Saved entries:

%%

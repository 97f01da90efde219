//! Atomic I/O operations with file locking

use std::fs::{self, OpenOptions};
use std::io::{ErrorKind, Write};
use std::path::Path;

use fs2::FileExt;

use crate::{Error, Result};

/// Write content atomically to a file with locking.
///
/// Writers first take an exclusive lock on a sibling `.<name>.lock` file,
/// which stays in place between writes, so concurrent writers of the same
/// target are serialized. The content goes to a temp file in the same
/// directory, is flushed and is then renamed over the target. Readers never
/// observe a partially written store.
pub fn write_atomic(path: &Path, content: &[u8]) -> Result<()> {
    if let Some(parent) = path.parent()
        && !parent.as_os_str().is_empty()
    {
        fs::create_dir_all(parent).map_err(|e| Error::io(parent, e))?;
    }

    let file_name = path
        .file_name()
        .map(|n| n.to_string_lossy().into_owned())
        .unwrap_or_default();

    let lock_path = path.with_file_name(format!(".{file_name}.lock"));
    let lock_file = OpenOptions::new()
        .write(true)
        .create(true)
        .truncate(false)
        .open(&lock_path)
        .map_err(|e| Error::io(&lock_path, e))?;

    lock_file.lock_exclusive().map_err(|_| Error::LockFailed {
        path: path.to_path_buf(),
    })?;

    // Same directory keeps the rename on one filesystem
    let temp_path = path.with_file_name(format!(".{file_name}.{}.tmp", std::process::id()));
    let written = write_and_rename(&temp_path, path, content);
    if written.is_err() {
        let _ = fs::remove_file(&temp_path);
    }

    lock_file.unlock().map_err(|_| Error::LockFailed {
        path: path.to_path_buf(),
    })?;
    written?;

    tracing::debug!(path = %path.display(), bytes = content.len(), "Wrote file atomically");
    Ok(())
}

fn write_and_rename(temp_path: &Path, path: &Path, content: &[u8]) -> Result<()> {
    let mut temp_file = OpenOptions::new()
        .write(true)
        .create(true)
        .truncate(true)
        .open(temp_path)
        .map_err(|e| Error::io(temp_path, e))?;

    temp_file
        .write_all(content)
        .map_err(|e| Error::io(temp_path, e))?;
    temp_file
        .sync_all()
        .map_err(|e| Error::io(temp_path, e))?;

    fs::rename(temp_path, path).map_err(|e| Error::io(path, e))
}

/// Read text content from a file, treating a missing file as `None`.
pub fn read_text_if_exists(path: &Path) -> Result<Option<String>> {
    match fs::read_to_string(path) {
        Ok(content) => Ok(Some(content)),
        Err(e) if e.kind() == ErrorKind::NotFound => Ok(None),
        Err(e) => Err(Error::io(path, e)),
    }
}
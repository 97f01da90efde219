//! Local network sweep via the address-resolution table

use std::io;
use std::time::Duration;

use crate::process::ProcessRunner;

pub const ADDRESS_TABLE_PROGRAM: &str = "arp";
pub const ADDRESS_TABLE_ARGS: &[&str] = &["-a"];

/// Upper bound on the address-table listing, which may stall on reverse lookups
pub const ADDRESS_TABLE_TIMEOUT: Duration = Duration::from_secs(5);

/// Extract candidate addresses from address-table output.
///
/// Lines look like `name (192.168.1.5) at 1a:2b:3c on en0 ...`; only the
/// first parenthesized segment is used. Multicast and broadcast addresses are
/// dropped.
pub fn parse_address_table(output: &str) -> Vec<String> {
    output
        .lines()
        .filter_map(parenthesized)
        .filter(|addr| is_scan_target(addr))
        .map(str::to_string)
        .collect()
}

/// List candidate hosts from the local address table.
///
/// An address-table tool that cannot be run, or that does not finish within
/// [`ADDRESS_TABLE_TIMEOUT`], yields no candidates.
pub fn sweep(runner: &dyn ProcessRunner) -> Vec<String> {
    let args: Vec<String> = ADDRESS_TABLE_ARGS.iter().map(|a| a.to_string()).collect();

    match runner.run_with_timeout(ADDRESS_TABLE_PROGRAM, &args, ADDRESS_TABLE_TIMEOUT) {
        Ok(output) => {
            if !output.success() {
                tracing::debug!(exit_code = output.exit_code, "Address table listing failed");
            }
            parse_address_table(&output.stdout)
        }
        Err(e) if e.kind() == io::ErrorKind::TimedOut => {
            tracing::warn!(timeout = ?ADDRESS_TABLE_TIMEOUT, "Address table listing timed out");
            Vec::new()
        }
        Err(e) => {
            tracing::debug!(error = %e, "Address table tool unavailable");
            Vec::new()
        }
    }
}

fn parenthesized(line: &str) -> Option<&str> {
    let start = line.find('(')? + 1;
    let len = line[start..].find(')')?;
    let inner = line[start..start + len].trim();
    (!inner.is_empty()).then_some(inner)
}

fn is_scan_target(addr: &str) -> bool {
    !(addr.starts_with("224.") || addr.starts_with("255.") || addr.ends_with(".255"))
}
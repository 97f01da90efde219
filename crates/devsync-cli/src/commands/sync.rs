//! Push, pull and status command implementations

use std::io::Write;

use devsync_core::{SyncEngine, SystemRunner, TransferRunner};

use crate::context::Context;
use crate::error::Result;

/// Run the push command, returning the transfer tool's exit status
pub fn run_push(ctx: &Context, name: &str, out: &mut dyn Write) -> Result<i32> {
    let runner = SystemRunner;
    let engine = SyncEngine::new(&ctx.store, TransferRunner::new(&runner, &ctx.rsync));
    Ok(engine.push(name, out)?)
}

/// Run the pull command, returning the transfer tool's exit status
pub fn run_pull(ctx: &Context, name: &str, out: &mut dyn Write) -> Result<i32> {
    let runner = SystemRunner;
    let engine = SyncEngine::new(&ctx.store, TransferRunner::new(&runner, &ctx.rsync));
    Ok(engine.pull(name, out)?)
}

/// Run the status command: dry-run push then dry-run pull
pub fn run_status(ctx: &Context, name: &str, out: &mut dyn Write) -> Result<i32> {
    let runner = SystemRunner;
    let engine = SyncEngine::new(&ctx.store, TransferRunner::new(&runner, &ctx.rsync));
    Ok(engine.status(name, out)?)
}
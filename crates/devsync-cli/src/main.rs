//! devsync CLI
//!
//! Keeps a local directory tree and a remote one in step over SSH, driven by
//! named profiles, and finds hosts worth syncing with.

mod cli;
mod commands;
mod context;
mod error;

use std::io;
use std::process::ExitCode;
use std::time::Duration;

use clap::Parser;
use colored::Colorize;
use tracing_subscriber::{EnvFilter, FmtSubscriber};

use cli::{Cli, Commands};
use commands::init::InitRequest;
use context::Context;
use error::Result;

fn main() -> ExitCode {
    match run() {
        Ok(code) => code,
        Err(e) => {
            eprintln!("{}: {}", "error".red().bold(), e);
            ExitCode::FAILURE
        }
    }
}

fn run() -> Result<ExitCode> {
    let cli = Cli::parse();

    if cli.verbose {
        let subscriber = FmtSubscriber::builder()
            .with_env_filter(
                EnvFilter::try_from_default_env().unwrap_or_else(|_| EnvFilter::new("debug")),
            )
            .with_target(true)
            .with_writer(io::stderr)
            .finish();
        tracing::subscriber::set_global_default(subscriber)
            .expect("Failed to set tracing subscriber");
        tracing::debug!("Verbose mode enabled");
    }

    let Some(command) = cli.command else {
        println!(
            "{} Bidirectional dev environment sync over SSH",
            "devsync".green().bold()
        );
        println!();
        println!(
            "Run {} or {} for available commands.",
            "devsync --help".cyan(),
            "devsync help".cyan()
        );
        return Ok(ExitCode::FAILURE);
    };

    let ctx = Context::resolve(cli.config_dir, cli.rsync)?;
    let status = execute_command(&ctx, command)?;
    Ok(exit_code(status))
}

/// Dispatch a parsed command. Returns the process exit status.
fn execute_command(ctx: &Context, cmd: Commands) -> Result<i32> {
    let mut stdout = io::stdout().lock();

    match cmd {
        Commands::Init {
            name,
            host,
            remote,
            local,
            exclude,
            force,
            local_config,
        } => {
            let request = InitRequest {
                name: &name,
                host: &host,
                remote: &remote,
                local: &local,
                extra_excludes: &exclude,
                force,
                local_config,
            };
            commands::run_init(&ctx.store, &request, &mut stdout)?;
            Ok(0)
        }
        Commands::Push { name } => commands::run_push(ctx, &name, &mut stdout),
        Commands::Pull { name } => commands::run_pull(ctx, &name, &mut stdout),
        Commands::Status { name } => commands::run_status(ctx, &name, &mut stdout),
        Commands::Scan {
            known_hosts,
            key_family,
            port,
            timeout_ms,
        } => {
            let options = commands::ScanOptions {
                known_hosts,
                key_family,
                port,
                timeout: Duration::from_millis(timeout_ms),
            };
            commands::run_scan(options, &mut stdout)?;
            Ok(0)
        }
        Commands::List => {
            commands::run_list(&ctx.store, &mut stdout)?;
            Ok(0)
        }
        Commands::Remove { name } => {
            commands::run_remove(&ctx.store, &name, &mut stdout)?;
            Ok(0)
        }
        Commands::Help => {
            commands::run_help(&mut stdout)?;
            Ok(0)
        }
    }
}

/// Map a tool exit status onto a process exit code.
fn exit_code(status: i32) -> ExitCode {
    ExitCode::from(status_byte(status))
}

/// Anything outside `0..=255` is reported as a plain failure.
fn status_byte(status: i32) -> u8 {
    u8::try_from(status).unwrap_or(1)
}

#[cfg(test)]
mod tests {
    use super::*;

    #[test]
    fn test_exit_code_passes_tool_status_through() {
        assert_eq!(status_byte(0), 0);
        assert_eq!(status_byte(23), 23);
        assert_eq!(status_byte(-1), 1);
        assert_eq!(status_byte(300), 1);
    }

    #[test]
    fn test_cli_error_user() {
        let error = crate::error::CliError::user("test error");
        assert_eq!(format!("{}", error), "test error");
    }

    #[test]
    fn test_not_found_message() {
        let error = crate::error::CliError::from(devsync_fs::Error::ProfileNotFound {
            name: "ghost".into(),
        });
        assert_eq!(
            error.to_string(),
            "Profile 'ghost' not found. Run 'devsync list' to see profiles."
        );
    }
}
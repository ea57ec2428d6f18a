//! In-memory storage on concurrent maps.
//!
//! Honors the same contract as the SQLite backend: per-key uniqueness is
//! enforced through the map entry API, so two callers racing to create the
//! same membership see exactly one success. Doubles as the injected test
//! double for the engine.

use super::{MembershipStore, StoreError, UserDirectory};
use crate::id::{ServerId, UserId};
use crate::model::{Membership, Role, Server, User};
use async_trait::async_trait;
use dashmap::DashMap;
use dashmap::mapref::entry::Entry;

/// Process-local store; all data is lost on drop.
#[derive(Default)]
pub struct MemoryStore {
    users: DashMap<UserId, User>,
    /// Lowercased username → id, the case-insensitive uniqueness arbiter.
    usernames: DashMap<String, UserId>,
    servers: DashMap<ServerId, Server>,
    memberships: DashMap<(UserId, ServerId), Membership>,
}

impl MemoryStore {
    /// Create an empty store.
    pub fn new() -> Self {
        Self::default()
    }
}

#[async_trait]
impl MembershipStore for MemoryStore {
    async fn create_server(&self, server: &Server) -> Result<(), StoreError> {
        match self.servers.entry(server.id.clone()) {
            Entry::Occupied(_) => Err(StoreError::Conflict(format!("server {}", server.id))),
            Entry::Vacant(slot) => {
                slot.insert(server.clone());
                Ok(())
            }
        }
    }

    async fn server_by_id(&self, id: &ServerId) -> Result<Option<Server>, StoreError> {
        Ok(self.servers.get(id).map(|s| s.clone()))
    }

    async fn servers_by_user(&self, user_id: &UserId) -> Result<Vec<Server>, StoreError> {
        let mut servers: Vec<Server> = self
            .memberships
            .iter()
            .filter(|entry| &entry.key().0 == user_id)
            .filter_map(|entry| self.servers.get(&entry.key().1).map(|s| s.clone()))
            .collect();
        servers.sort_by(|a, b| a.id.cmp(&b.id));
        Ok(servers)
    }

    async fn update_server_name(&self, id: &ServerId, name: &str) -> Result<(), StoreError> {
        match self.servers.get_mut(id) {
            Some(mut server) => {
                server.name = name.to_string();
                Ok(())
            }
            None => Err(StoreError::NotFound(format!("server {id}"))),
        }
    }

    async fn delete_server(&self, id: &ServerId) -> Result<(), StoreError> {
        if self.servers.remove(id).is_none() {
            return Err(StoreError::NotFound(format!("server {id}")));
        }
        // Cascade, as the SQLite schema does through foreign keys.
        self.memberships.retain(|(_, server_id), _| server_id != id);
        Ok(())
    }

    async fn create_membership(&self, membership: &Membership) -> Result<(), StoreError> {
        let key = (membership.user_id.clone(), membership.server_id.clone());
        match self.memberships.entry(key) {
            Entry::Occupied(_) => Err(StoreError::Conflict(format!(
                "membership of {} in {}",
                membership.user_id, membership.server_id
            ))),
            Entry::Vacant(slot) => {
                slot.insert(membership.clone());
                Ok(())
            }
        }
    }

    async fn membership(
        &self,
        user_id: &UserId,
        server_id: &ServerId,
    ) -> Result<Option<Membership>, StoreError> {
        let key = (user_id.clone(), server_id.clone());
        Ok(self.memberships.get(&key).map(|m| m.clone()))
    }

    async fn server_memberships(
        &self,
        server_id: &ServerId,
    ) -> Result<Vec<Membership>, StoreError> {
        let mut rows: Vec<Membership> = self
            .memberships
            .iter()
            .filter(|entry| &entry.key().1 == server_id)
            .map(|entry| entry.value().clone())
            .collect();
        rows.sort_by(|a, b| {
            a.joined_at
                .cmp(&b.joined_at)
                .then_with(|| a.user_id.cmp(&b.user_id))
        });
        Ok(rows)
    }

    async fn add_membership(
        &self,
        user_id: &UserId,
        server_id: &ServerId,
        role: Role,
    ) -> Result<Membership, StoreError> {
        if !self.users.contains_key(user_id) {
            return Err(StoreError::NotFound(format!("user {user_id}")));
        }
        if !self.servers.contains_key(server_id) {
            return Err(StoreError::NotFound(format!("server {server_id}")));
        }

        let membership = Membership {
            user_id: user_id.clone(),
            server_id: server_id.clone(),
            role,
            joined_at: chrono::Utc::now().timestamp(),
        };
        self.create_membership(&membership).await?;
        Ok(membership)
    }

    async fn remove_membership(
        &self,
        user_id: &UserId,
        server_id: &ServerId,
    ) -> Result<(), StoreError> {
        let key = (user_id.clone(), server_id.clone());
        if self.memberships.remove(&key).is_none() {
            return Err(StoreError::NotFound(format!(
                "membership of {user_id} in {server_id}"
            )));
        }
        Ok(())
    }

    async fn update_membership_role(
        &self,
        user_id: &UserId,
        server_id: &ServerId,
        role: Role,
    ) -> Result<(), StoreError> {
        let key = (user_id.clone(), server_id.clone());
        match self.memberships.get_mut(&key) {
            Some(mut membership) => {
                membership.role = role;
                Ok(())
            }
            None => Err(StoreError::NotFound(format!(
                "membership of {user_id} in {server_id}"
            ))),
        }
    }
}

#[async_trait]
impl UserDirectory for MemoryStore {
    async fn create_user(&self, user: &User) -> Result<(), StoreError> {
        let handle = user.username.to_lowercase();
        match self.usernames.entry(handle.clone()) {
            Entry::Occupied(_) => {
                return Err(StoreError::Conflict(format!(
                    "username {} is taken",
                    user.username
                )));
            }
            Entry::Vacant(slot) => {
                slot.insert(user.id.clone());
            }
        }
        match self.users.entry(user.id.clone()) {
            Entry::Occupied(_) => {
                // Roll back the handle reservation made above.
                self.usernames.remove(&handle);
                Err(StoreError::Conflict(format!("user {}", user.id)))
            }
            Entry::Vacant(slot) => {
                slot.insert(user.clone());
                Ok(())
            }
        }
    }

    async fn user_by_id(&self, id: &UserId) -> Result<Option<User>, StoreError> {
        Ok(self.users.get(id).map(|u| u.clone()))
    }
}
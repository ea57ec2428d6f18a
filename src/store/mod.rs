//! Storage abstraction for memberships, servers, and the user directory.
//!
//! The engine depends only on the traits here; production code injects the
//! SQLite backend while tests inject the memory backend with the same
//! contract. Both backends enforce the one-row-per-(user, server)
//! uniqueness invariant on their own write path, so concurrent callers
//! racing on the same pair cannot produce a duplicate.

use crate::config::{StorageBackend, StorageConfig};
use crate::id::{ServerId, UserId};
use crate::model::{Membership, Role, Server, User};
use async_trait::async_trait;
use std::sync::Arc;
use thiserror::Error;

pub mod memory;
pub mod sqlite;

pub use memory::MemoryStore;
pub use sqlite::SqliteStore;

/// Storage backend errors.
#[derive(Debug, Error)]
pub enum StoreError {
    /// The addressed row does not exist (zero rows affected or fetched).
    #[error("not found: {0}")]
    NotFound(String),
    /// The row to create already exists.
    #[error("already exists: {0}")]
    Conflict(String),
    /// Underlying database failure.
    #[error("database error: {0}")]
    Sqlx(#[from] sqlx::Error),
    /// Schema migration failure.
    #[error("migration error: {0}")]
    Migration(#[from] sqlx::migrate::MigrateError),
    /// Corrupted or otherwise uninterpretable stored data.
    #[error("internal error: {0}")]
    Internal(String),
}

/// Durable mapping of servers and (user, server) → role rows.
#[async_trait]
pub trait MembershipStore: Send + Sync {
    /// Persist a new server record. Duplicate id → conflict.
    async fn create_server(&self, server: &Server) -> Result<(), StoreError>;

    /// Fetch a server by id.
    async fn server_by_id(&self, id: &ServerId) -> Result<Option<Server>, StoreError>;

    /// All servers where the user holds a membership, in id (creation)
    /// order.
    async fn servers_by_user(&self, user_id: &UserId) -> Result<Vec<Server>, StoreError>;

    /// Update a server's display name. Not found if no rows affected.
    async fn update_server_name(&self, id: &ServerId, name: &str) -> Result<(), StoreError>;

    /// Delete a server and cascade all its membership rows. Not found if
    /// no rows affected.
    async fn delete_server(&self, id: &ServerId) -> Result<(), StoreError>;

    /// Persist a membership row exactly as given (used by server creation
    /// for the owner row). Duplicate (user, server) → conflict.
    async fn create_membership(&self, membership: &Membership) -> Result<(), StoreError>;

    /// Fetch one membership row.
    async fn membership(
        &self,
        user_id: &UserId,
        server_id: &ServerId,
    ) -> Result<Option<Membership>, StoreError>;

    /// All membership rows of a server, in join order (then user id).
    async fn server_memberships(
        &self,
        server_id: &ServerId,
    ) -> Result<Vec<Membership>, StoreError>;

    /// Insert a membership with a fresh join timestamp. Fails not-found if
    /// the user or server is missing, conflict if the row already exists.
    async fn add_membership(
        &self,
        user_id: &UserId,
        server_id: &ServerId,
        role: Role,
    ) -> Result<Membership, StoreError>;

    /// Delete one membership row. Not found if no rows affected.
    async fn remove_membership(
        &self,
        user_id: &UserId,
        server_id: &ServerId,
    ) -> Result<(), StoreError>;

    /// Overwrite the role of one membership row, leaving the join
    /// timestamp untouched. Not found if no rows affected.
    async fn update_membership_role(
        &self,
        user_id: &UserId,
        server_id: &ServerId,
        role: Role,
    ) -> Result<(), StoreError>;
}

/// Directory of known users.
///
/// Credentials live with the identity collaborator; the engine only ever
/// checks existence before mutating memberships.
#[async_trait]
pub trait UserDirectory: Send + Sync {
    /// Provision a user. Duplicate id or username (case-insensitive) →
    /// conflict.
    async fn create_user(&self, user: &User) -> Result<(), StoreError>;

    /// Fetch a user by id.
    async fn user_by_id(&self, id: &UserId) -> Result<Option<User>, StoreError>;
}

/// Combined storage surface: membership rows plus the user directory.
pub trait Store: MembershipStore + UserDirectory {}

impl<T: MembershipStore + UserDirectory> Store for T {}

/// Build the storage backend selected by configuration.
pub async fn connect(config: &StorageConfig) -> Result<Arc<dyn Store>, StoreError> {
    match config.backend {
        StorageBackend::Sqlite => Ok(Arc::new(SqliteStore::connect(&config.path).await?)),
        StorageBackend::Memory => Ok(Arc::new(MemoryStore::new())),
    }
}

%%

## Problem statement
Only the lines from the start of the data to the line holding "Writers first take" are wanted; return them exactly, both ends included.

## Result
repository 97f01da90efde219
//! Atomic I/O operations with file locking

use std::fs::{self, OpenOptions};
use std::io::{ErrorKind, Write};
use std::path::Path;

use fs2::FileExt;

use crate::{Error, Result};

/// Write content atomically to a file with locking.
///
/// Writers first take an exclusive lock on a sibling `.<name>.lock` file,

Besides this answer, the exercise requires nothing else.